_Supplied entries_

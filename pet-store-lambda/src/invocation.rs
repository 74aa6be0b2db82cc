use function_adapter::{AdapterError, EventTypeClassifier, JsonCodec, RequestAdapter, SerdeJsonCodec, AWS_API_GATEWAY};
use hyper::body::Bytes;
use hyper::header::HeaderValue;
use hyper::{Method, StatusCode};
use serde::{Deserialize, Serialize};
use serde_json::Value;
use serverless_web::{DispatchError, HandlerContext, ProxyDispatcher, ProxyRequest, ProxyResponse, Router};
use thiserror::Error;
use tracing::{debug, info};

use crate::config::Config;
use crate::{pets, EVENT_KIND_HEADER};

#[derive(Debug, Error)]
pub enum InvocationError {
    #[error(transparent)]
    Adapter(#[from] AdapterError),

    /// A handler failed on an event that has no HTTP response to carry the status.
    #[error("{status}: {message}")]
    Dispatch { status: StatusCode, message: String },
}

/// The parts of the Lambda context passed on to the handlers in the `aws-context` header.
#[derive(Serialize, Deserialize, Debug, Clone, Default, PartialEq, Eq)]
#[serde(rename_all = "camelCase")]
pub struct InvocationContext {
    pub request_id: String,
    pub invoked_function_arn: String,
    /// Milliseconds since the epoch
    pub deadline: u64,
    #[serde(default, skip_serializing_if = "Option::is_none")]
    pub xray_trace_id: Option<String>,
}

impl From<&lambda_runtime::Context> for InvocationContext {
    fn from(ctx: &lambda_runtime::Context) -> Self {
        Self {
            request_id: ctx.request_id.clone(),
            invoked_function_arn: ctx.invoked_function_arn.clone(),
            deadline: ctx.deadline,
            xray_trace_id: ctx.xray_trace_id.clone(),
        }
    }
}

/// Runs one Lambda invocation end to end: adapt the payload, dispatch it to the routes,
/// encode the response for the caller.
///
/// API Gateway requests are dispatched as the HTTP requests they describe. Any other payload
/// is POSTed to the event route as-is with its event kind in the `x-event-kind` header.
pub struct Invocation<C = Router> {
    adapter: RequestAdapter,
    codec: Box<dyn JsonCodec>,
    dispatcher: ProxyDispatcher<C>,
    config: Config,
}

impl Invocation<Router> {
    /// The pet store. The router is built on the first invocation.
    pub fn pet_store(config: Config) -> Self {
        Self::new(ProxyDispatcher::new(pets::router), config)
    }
}

impl<C> Invocation<C>
where
    C: HandlerContext + 'static,
{
    pub fn new(dispatcher: ProxyDispatcher<C>, config: Config) -> Self {
        Self {
            adapter: RequestAdapter::default(),
            codec: Box::new(SerdeJsonCodec),
            dispatcher,
            config,
        }
    }

    /// Replaces the default event classifier, e.g. to register more event types.
    pub fn with_classifier(mut self, classifier: EventTypeClassifier) -> Self {
        self.adapter = RequestAdapter::new(classifier);
        self
    }

    pub fn dispatcher(&self) -> &ProxyDispatcher<C> {
        &self.dispatcher
    }

    /// Handles the raw invocation payload and returns the bytes to send back to the runtime.
    ///
    /// Handler failures on API Gateway requests end up in the HTTP response. Handler failures on
    /// other events and payloads that are not JSON are returned as errors.
    pub fn handle<X>(&self, raw: impl Into<Bytes>, context: &X) -> Result<Bytes, InvocationError>
    where
        X: Serialize + ?Sized,
    {
        let raw = raw.into();
        let (request, event) = self.adapter.adapt_and_decode(
            raw.clone(),
            &self.config.input_type,
            false,
            self.codec.as_ref(),
            context,
        )?;

        let mut response = ProxyResponse::new();
        match self.proxy_request(raw, &event) {
            Ok(proxy_request) => self.dispatcher.service(&proxy_request, &mut response),
            Err(e) => {
                info!("Cannot dispatch the invocation: {e}");
                response.record_failure(&e);
            }
        }
        debug!("Handler responded with {}", response.status());

        if !request.flag(AWS_API_GATEWAY) {
            if let Some(failure) = response.error_outcome() {
                return Err(InvocationError::Dispatch {
                    status: failure.status,
                    message: failure.message.clone(),
                });
            }
        }

        let response = response.into_message();
        Ok(function_adapter::encode(
            &request,
            Some(&response),
            self.codec.as_ref(),
            &self.config.output_type,
        )?)
    }

    /// Turns the invocation payload into the request the routes see.
    fn proxy_request(&self, raw: Bytes, event: &Value) -> Result<ProxyRequest, DispatchError> {
        if EventTypeClassifier::is_gateway_shape(event) {
            return ProxyRequest::from_gateway_event(event);
        }

        let kind = self
            .adapter
            .classifier()
            .kind_of(&self.config.input_type)
            .map_or("unknown", |kind| kind.as_str());
        debug!("Posting a {kind} event to {}", self.config.event_route);

        let mut request = ProxyRequest::new(Method::POST, self.config.event_route.as_str());
        request.set_header(EVENT_KIND_HEADER, HeaderValue::from_static(kind));
        request.set_content_type("application/json");
        request.set_content(raw);

        Ok(request)
    }
}

#[cfg(test)]
mod test {
    use super::*;
    use function_adapter::TypeDescriptor;
    use serde_json::json;

    fn invoke(config: Config, payload: Value) -> Value {
        let invocation = Invocation::pet_store(config);
        let output = invocation
            .handle(serde_json::to_vec(&payload).unwrap(), &InvocationContext::default())
            .unwrap();
        serde_json::from_slice(&output).unwrap()
    }

    #[test]
    fn gateway_request_is_routed() {
        let output = invoke(Config::default(), json!({"httpMethod": "GET", "path": "/foo"}));

        assert_eq!(output["statusCode"], 403);
        assert_eq!(output["body"], "Can't touch this");
    }

    #[test]
    fn invalid_gateway_request_is_a_bad_request() {
        let output = invoke(Config::default(), json!({"httpMethod": "GET /", "path": "/pets"}));
        assert_eq!(output["statusCode"], 400);
    }

    #[test]
    fn events_go_to_the_event_route() {
        let config = Config {
            input_type: TypeDescriptor::named("SqsEvent"),
            ..Config::default()
        };
        let output = invoke(config, json!({"Records": [{"body": "hi"}]}));

        // not from API Gateway, so no envelope
        assert_eq!(output, json!({"kind": "queue", "records": 1}));
    }

    #[test]
    fn failed_event_is_an_error() {
        let config = Config {
            input_type: TypeDescriptor::named("SqsEvent"),
            ..Config::default()
        };
        let invocation = Invocation::pet_store(config);
        let result = invocation.handle(&br#"{"Records":[]}"#[..], &InvocationContext::default());

        match result {
            Err(InvocationError::Dispatch { status, message }) => {
                assert_eq!(status, StatusCode::NOT_FOUND);
                assert_eq!(message, "No records in the queue event");
            }
            other => panic!("Unexpected result: {other:?}"),
        }
    }

    #[test]
    fn non_json_payload_fails() {
        let invocation = Invocation::pet_store(Config::default());
        let result = invocation.handle(&b"not json"[..], &InvocationContext::default());

        assert!(matches!(result, Err(InvocationError::Adapter(AdapterError::Decode(_)))));
    }

    #[test]
    fn context_round_trip() {
        let ctx = InvocationContext {
            request_id: "req-1".to_owned(),
            invoked_function_arn: "arn:aws:lambda:us-east-1:123456789012:function:pets".to_owned(),
            deadline: 1_700_000_000_000,
            xray_trace_id: None,
        };
        let message = RequestAdapter::default()
            .adapt_with_context(
                &b"{}"[..],
                &TypeDescriptor::unknown(),
                false,
                &SerdeJsonCodec,
                &ctx,
            )
            .unwrap();

        assert_eq!(message.context::<InvocationContext>().unwrap(), Some(ctx));
    }
}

_What you will do_
Print each entry above exactly as given.

_Your solution_
filename pet-store-lambda/src/invocation.rs
repository 74aa6be0b2db82cc
use function_adapter::{AdapterError, EventTypeClassifier, JsonCodec, RequestAdapter, SerdeJsonCodec, AWS_API_GATEWAY};
use hyper::body::Bytes;
use hyper::header::HeaderValue;
use hyper::{Method, StatusCode};
use serde::{Deserialize, Serialize};
use serde_json::Value;
use serverless_web::{DispatchError, HandlerContext, ProxyDispatcher, ProxyRequest, ProxyResponse, Router};
use thiserror::Error;
use tracing::{debug, info};

use crate::config::Config;
use crate::{pets, EVENT_KIND_HEADER};

#[derive(Debug, Error)]
pub enum InvocationError {
    #[error(transparent)]
    Adapter(#[from] AdapterError),

    /// A handler failed on an event that has no HTTP response to carry the status.
    #[error("{status}: {message}")]
    Dispatch { status: StatusCode, message: String },
}

/// The parts of the Lambda context passed on to the handlers in the `aws-context` header.
#[derive(Serialize, Deserialize, Debug, Clone, Default, PartialEq, Eq)]
#[serde(rename_all = "camelCase")]
pub struct InvocationContext {
    pub request_id: String,
    pub invoked_function_arn: String,
    /// Milliseconds since the epoch
    pub deadline: u64,
    #[serde(default, skip_serializing_if = "Option::is_none")]
    pub xray_trace_id: Option<String>,
}

impl From<&lambda_runtime::Context> for InvocationContext {
    fn from(ctx: &lambda_runtime::Context) -> Self {
        Self {
            request_id: ctx.request_id.clone(),
            invoked_function_arn: ctx.invoked_function_arn.clone(),
            deadline: ctx.deadline,
            xray_trace_id: ctx.xray_trace_id.clone(),
        }
    }
}

/// Runs one Lambda invocation end to end: adapt the payload, dispatch it to the routes,
/// encode the response for the caller.
///
/// API Gateway requests are dispatched as the HTTP requests they describe. Any other payload
/// is POSTed to the event route as-is with its event kind in the `x-event-kind` header.
pub struct Invocation<C = Router> {
    adapter: RequestAdapter,
    codec: Box<dyn JsonCodec>,
    dispatcher: ProxyDispatcher<C>,
    config: Config,
}

impl Invocation<Router> {
    /// The pet store. The router is built on the first invocation.
    pub fn pet_store(config: Config) -> Self {
        Self::new(ProxyDispatcher::new(pets::router), config)
    }
}

impl<C> Invocation<C>
where
    C: HandlerContext + 'static,
{
    pub fn new(dispatcher: ProxyDispatcher<C>, config: Config) -> Self {
        Self {
            adapter: RequestAdapter::default(),
            codec: Box::new(SerdeJsonCodec),
            dispatcher,
            config,
        }
    }

    /// Replaces the default event classifier, e.g. to register more event types.
    pub fn with_classifier(mut self, classifier: EventTypeClassifier) -> Self {
        self.adapter = RequestAdapter::new(classifier);
        self
    }

    pub fn dispatcher(&self) -> &ProxyDispatcher<C> {
        &self.dispatcher
    }

    /// Handles the raw invocation payload and returns the bytes to send back to the runtime.
    ///
    /// Handler failures on API Gateway requests end up in the HTTP response. Handler failures on
    /// other events and payloads that are not JSON are returned as errors.
    pub fn handle<X>(&self, raw: impl Into<Bytes>, context: &X) -> Result<Bytes, InvocationError>
    where
        X: Serialize + ?Sized,
    {
        let raw = raw.into();
        let (request, event) = self.adapter.adapt_and_decode(
            raw.clone(),
            &self.config.input_type,
            false,
            self.codec.as_ref(),
            context,
        )?;

        let mut response = ProxyResponse::new();
        match self.proxy_request(raw, &event) {
            Ok(proxy_request) => self.dispatcher.service(&proxy_request, &mut response),
            Err(e) => {
                info!("Cannot dispatch the invocation: {e}");
                response.record_failure(&e);
            }
        }
        debug!("Handler responded with {}", response.status());

        if !request.flag(AWS_API_GATEWAY) {
            if let Some(failure) = response.error_outcome() {
                return Err(InvocationError::Dispatch {
                    status: failure.status,
                    message: failure.message.clone(),
                });
            }
        }

        let response = response.into_message();
        Ok(function_adapter::encode(
            &request,
            Some(&response),
            self.codec.as_ref(),
            &self.config.output_type,
        )?)
    }

    /// Turns the invocation payload into the request the routes see.
    fn proxy_request(&self, raw: Bytes, event: &Value) -> Result<ProxyRequest, DispatchError> {
        if EventTypeClassifier::is_gateway_shape(event) {
            return ProxyRequest::from_gateway_event(event);
        }

        let kind = self
            .adapter
            .classifier()
            .kind_of(&self.config.input_type)
            .map_or("unknown", |kind| kind.as_str());
        debug!("Posting a {kind} event to {}", self.config.event_route);

        let mut request = ProxyRequest::new(Method::POST, self.config.event_route.as_str());
        request.set_header(EVENT_KIND_HEADER, HeaderValue::from_static(kind));
        request.set_content_type("application/json");
        request.set_content(raw);

        Ok(request)
    }
}

#[cfg(test)]
mod test {
    use super::*;
    use function_adapter::TypeDescriptor;
    use serde_json::json;

    fn invoke(config: Config, payload: Value) -> Value {
        let invocation = Invocation::pet_store(config);
        let output = invocation
            .handle(serde_json::to_vec(&payload).unwrap(), &InvocationContext::default())
            .unwrap();
        serde_json::from_slice(&output).unwrap()
    }

    #[test]
    fn gateway_request_is_routed() {
        let output = invoke(Config::default(), json!({"httpMethod": "GET", "path": "/foo"}));

        assert_eq!(output["statusCode"], 403);
        assert_eq!(output["body"], "Can't touch this");
    }

    #[test]
    fn invalid_gateway_request_is_a_bad_request() {
        let output = invoke(Config::default(), json!({"httpMethod": "GET /", "path": "/pets"}));
        assert_eq!(output["statusCode"], 400);
    }

    #[test]
    fn events_go_to_the_event_route() {
        let config = Config {
            input_type: TypeDescriptor::named("SqsEvent"),
            ..Config::default()
        };
        let output = invoke(config, json!({"Records": [{"body": "hi"}]}));

        // not from API Gateway, so no envelope
        assert_eq!(output, json!({"kind": "queue", "records": 1}));
    }

    #[test]
    fn failed_event_is_an_error() {
        let config = Config {
            input_type: TypeDescriptor::named("SqsEvent"),
            ..Config::default()
        };
        let invocation = Invocation::pet_store(config);
        let result = invocation.handle(&br#"{"Records":[]}"#[..], &InvocationContext::default());

        match result {
            Err(InvocationError::Dispatch { status, message }) => {
                assert_eq!(status, StatusCode::NOT_FOUND);
                assert_eq!(message, "No records in the queue event");
            }
            other => panic!("Unexpected result: {other:?}"),
        }
    }

    #[test]
    fn non_json_payload_fails() {
        let invocation = Invocation::pet_store(Config::default());
        let result = invocation.handle(&b"not json"[..], &InvocationContext::default());

        assert!(matches!(result, Err(InvocationError::Adapter(AdapterError::Decode(_)))));
    }

    #[test]
    fn context_round_trip() {
        let ctx = InvocationContext {
            request_id: "req-1".to_owned(),
            invoked_function_arn: "arn:aws:lambda:us-east-1:123456789012:function:pets".to_owned(),
            deadline: 1_700_000_000_000,
            xray_trace_id: None,
        };
        let message = RequestAdapter::default()
            .adapt_with_context(
                &b"{}"[..],
                &TypeDescriptor::unknown(),
                false,
                &SerdeJsonCodec,
                &ctx,
            )
            .unwrap();

        assert_eq!(message.context::<InvocationContext>().unwrap(), Some(ctx));
    }
}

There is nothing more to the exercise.